**** RECORD SET

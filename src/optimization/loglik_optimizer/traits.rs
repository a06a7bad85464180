//! Configuration types and the model-facing trait for log-likelihood fitting.
//!
//! - [`LogLikelihood`]: what a model implements to be fitted.
//! - [`Tolerances`] and [`MLEOptions`]: validated stopping rules and solver
//!   settings.
//! - [`LineSearcher`]: line search used inside L-BFGS.
//! - [`OptimOutcome`]: normalized result of one solver run.
//!
//! The optimizer maximizes `ℓ(θ)` by minimizing `c(θ) = −ℓ(θ)`. Analytic
//! gradients are gradients of `ℓ`; the adapter flips the sign.
use crate::optimization::{
    errors::{OptError, OptResult},
    loglik_optimizer::{
        Cost, FnEvalMap, Grad, Theta,
        validation::{validate_theta_hat, validate_value, verify_tol_cost, verify_tol_grad},
    },
};
use argmin::core::{TerminationReason, TerminationStatus};
use argmin_math::ArgminL2Norm;
use std::str::FromStr;

/// Log-likelihood interface implemented by fitted models.
///
/// - `type Data`: payload passed to every evaluation (for the volatility
///   models, the return series).
///
/// Required:
/// - `value`: evaluate `ℓ(θ)`. Invalid θ or numerical breakdown is an
///   `OptError`, never a panic.
/// - `check`: reject unusable `(θ, data)` pairs before the solver starts.
///
/// Optional:
/// - `grad`: analytic `∇ℓ(θ)`. The default returns
///   [`OptError::GradientNotImplemented`], which makes the adapter fall back
///   to finite differences.
pub trait LogLikelihood {
    type Data: 'static;

    fn value(&self, theta: &Theta, data: &Self::Data) -> OptResult<Cost>;
    fn check(&self, theta: &Theta, data: &Self::Data) -> OptResult<()>;

    fn grad(&self, _theta: &Theta, _data: &Self::Data) -> OptResult<Grad> {
        Err(OptError::GradientNotImplemented)
    }
}

/// Line search used inside the L-BFGS solver.
///
/// Parses case-insensitively from `"MoreThuente"` or `"HagerZhang"`.
#[derive(Debug, Clone, Copy, PartialEq, Eq)]
pub enum LineSearcher {
    MoreThuente,
    HagerZhang,
}

impl FromStr for LineSearcher {
    type Err = OptError;

    fn from_str(s: &str) -> Result<Self, Self::Err> {
        match s.to_lowercase().as_str() {
            "morethuente" => Ok(LineSearcher::MoreThuente),
            "hagerzhang" => Ok(LineSearcher::HagerZhang),
            _ => Err(OptError::InvalidLineSearch {
                name: s.to_string(),
                reason: "Valid options are case insensitive 'MoreThuente' or 'HagerZhang'.",
            }),
        }
    }
}

/// Solver settings for a single optimization attempt.
///
/// - `tols`: stopping rules.
/// - `line_searcher`: line search inside L-BFGS.
/// - `verbose`: attach the slog terminal observer (needs the `obs_slog`
///   feature; ignored otherwise).
/// - `lbfgs_mem`: L-BFGS history length, `None` for
///   [`DEFAULT_LBFGS_MEM`](super::DEFAULT_LBFGS_MEM).
///
/// The default is the strict profile used for the first fitting phase:
/// `tol_grad = 1e-6`, `tol_cost = 1e-10`, `max_iter = 1000`, More–Thuente.
#[derive(Debug, Clone, PartialEq)]
pub struct MLEOptions {
    pub tols: Tolerances,
    pub line_searcher: LineSearcher,
    pub verbose: bool,
    pub lbfgs_mem: Option<usize>,
}

impl MLEOptions {
    /// Build options, rejecting a zero L-BFGS memory.
    pub fn new(
        tols: Tolerances, line_searcher: LineSearcher, verbose: bool, lbfgs_mem: Option<usize>,
    ) -> OptResult<Self> {
        if let Some(m) = lbfgs_mem {
            if m == 0 {
                return Err(OptError::InvalidLBFGSMem {
                    mem: m,
                    reason: "L-BFGS memory must be greater than zero.",
                });
            }
        }
        Ok(Self { tols, line_searcher, verbose, lbfgs_mem })
    }

    /// Copy of these options with both tolerances multiplied by `factor`.
    ///
    /// The iteration cap, line search, and memory are unchanged. Absent
    /// tolerances stay absent.
    ///
    /// # Errors
    /// Returns a tolerance error when `factor` is not finite and positive.
    pub fn relaxed(&self, factor: f64) -> OptResult<Self> {
        let tols = Tolerances::new(
            self.tols.tol_grad.map(|t| t * factor),
            self.tols.tol_cost.map(|t| t * factor),
            self.tols.max_iter,
        )?;
        Ok(Self { tols, ..self.clone() })
    }
}

impl Default for MLEOptions {
    fn default() -> Self {
        Self {
            tols: Tolerances { tol_grad: Some(1e-6), tol_cost: Some(1e-10), max_iter: Some(1000) },
            line_searcher: LineSearcher::MoreThuente,
            verbose: false,
            lbfgs_mem: None,
        }
    }
}

/// Stopping rules for one solver run.
///
/// - `tol_grad`: stop when the gradient norm drops below this.
/// - `tol_cost`: stop when the cost change drops below this.
/// - `max_iter`: hard iteration cap.
///
/// At least one must be set (see [`Tolerances::new`]).
#[derive(Debug, Clone, Copy, PartialEq)]
pub struct Tolerances {
    pub tol_grad: Option<f64>,
    pub tol_cost: Option<f64>,
    pub max_iter: Option<usize>,
}

impl Tolerances {
    /// Construct validated tolerances.
    ///
    /// # Errors
    /// - [`OptError::NoTolerancesProvided`] if all three are `None`.
    /// - [`OptError::InvalidTolGrad`] / [`OptError::InvalidTolCost`] for
    ///   non-finite or non-positive values.
    /// - [`OptError::InvalidMaxIter`] if `max_iter == 0`.
    pub fn new(
        tol_grad: Option<f64>, tol_cost: Option<f64>, max_iter: Option<usize>,
    ) -> OptResult<Self> {
        if tol_grad.is_none() && tol_cost.is_none() && max_iter.is_none() {
            return Err(OptError::NoTolerancesProvided);
        }
        verify_tol_cost(tol_cost)?;
        verify_tol_grad(tol_grad)?;
        if let Some(max_iter) = max_iter {
            if max_iter == 0 {
                return Err(OptError::InvalidMaxIter {
                    max_iter,
                    reason: "Maximum iterations must be greater than zero.",
                });
            }
        }
        Ok(Self { tol_grad, tol_cost, max_iter })
    }
}

/// Result of a single `maximize` run.
///
/// - `theta_hat`: best θ found.
/// - `value`: `ℓ(θ̂)`, not the cost.
/// - `converged`: `true` only when a tolerance was met. Running out of
///   iterations or never terminating both count as not converged.
/// - `status`: readable termination status.
/// - `iterations`: solver iterations performed.
/// - `fn_evals`: argmin's evaluation counters (`cost_count`, ...).
/// - `grad_norm`: norm of the final gradient, if available.
#[derive(Debug, Clone, PartialEq)]
pub struct OptimOutcome {
    pub theta_hat: Theta,
    pub value: f64,
    pub converged: bool,
    pub status: String,
    pub iterations: usize,
    pub fn_evals: FnEvalMap,
    pub grad_norm: Option<f64>,
}

impl OptimOutcome {
    /// Build a validated outcome from raw solver state.
    ///
    /// # Errors
    /// - [`OptError::MissingThetaHat`] / [`OptError::InvalidThetaHat`] when
    ///   the best parameter is absent or non-finite.
    /// - [`OptError::NonFiniteCost`] when the value is non-finite.
    pub fn new(
        theta_hat_opt: Option<Theta>, value: f64, termination: TerminationStatus, iterations: u64,
        fn_evals: FnEvalMap, grad: Option<Grad>,
    ) -> OptResult<Self> {
        let theta_hat = validate_theta_hat(theta_hat_opt)?;
        validate_value(value)?;
        let (converged, status) = match &termination {
            TerminationStatus::NotTerminated => (false, "Not terminated".to_string()),
            TerminationStatus::Terminated(TerminationReason::MaxItersReached) => {
                (false, format!("{termination:?}"))
            }
            TerminationStatus::Terminated(_) => (true, format!("{termination:?}")),
        };
        let iterations = iterations as usize;
        let grad_norm = grad.map(|g| g.l2_norm());
        Ok(Self { theta_hat, value, converged, status, iterations, fn_evals, grad_norm })
    }
}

********

- _EXERCISE DESCRIPTION_: Take the records above and return, word for word, only the lines that fall from the line with "as not converged." to the line with "absent or non-finite.", both of them included.

- _YOUR RESPONSE_:
///   iterations or never terminating both count as not converged.
/// - `status`: readable termination status.
/// - `iterations`: solver iterations performed.
/// - `fn_evals`: argmin's evaluation counters (`cost_count`, ...).
/// - `grad_norm`: norm of the final gradient, if available.
#[derive(Debug, Clone, PartialEq)]
pub struct OptimOutcome {
    pub theta_hat: Theta,
    pub value: f64,
    pub converged: bool,
    pub status: String,
    pub iterations: usize,
    pub fn_evals: FnEvalMap,
    pub grad_norm: Option<f64>,
}

impl OptimOutcome {
    /// Build a validated outcome from raw solver state.
    ///
    /// # Errors
    /// - [`OptError::MissingThetaHat`] / [`OptError::InvalidThetaHat`] when
    ///   the best parameter is absent or non-finite.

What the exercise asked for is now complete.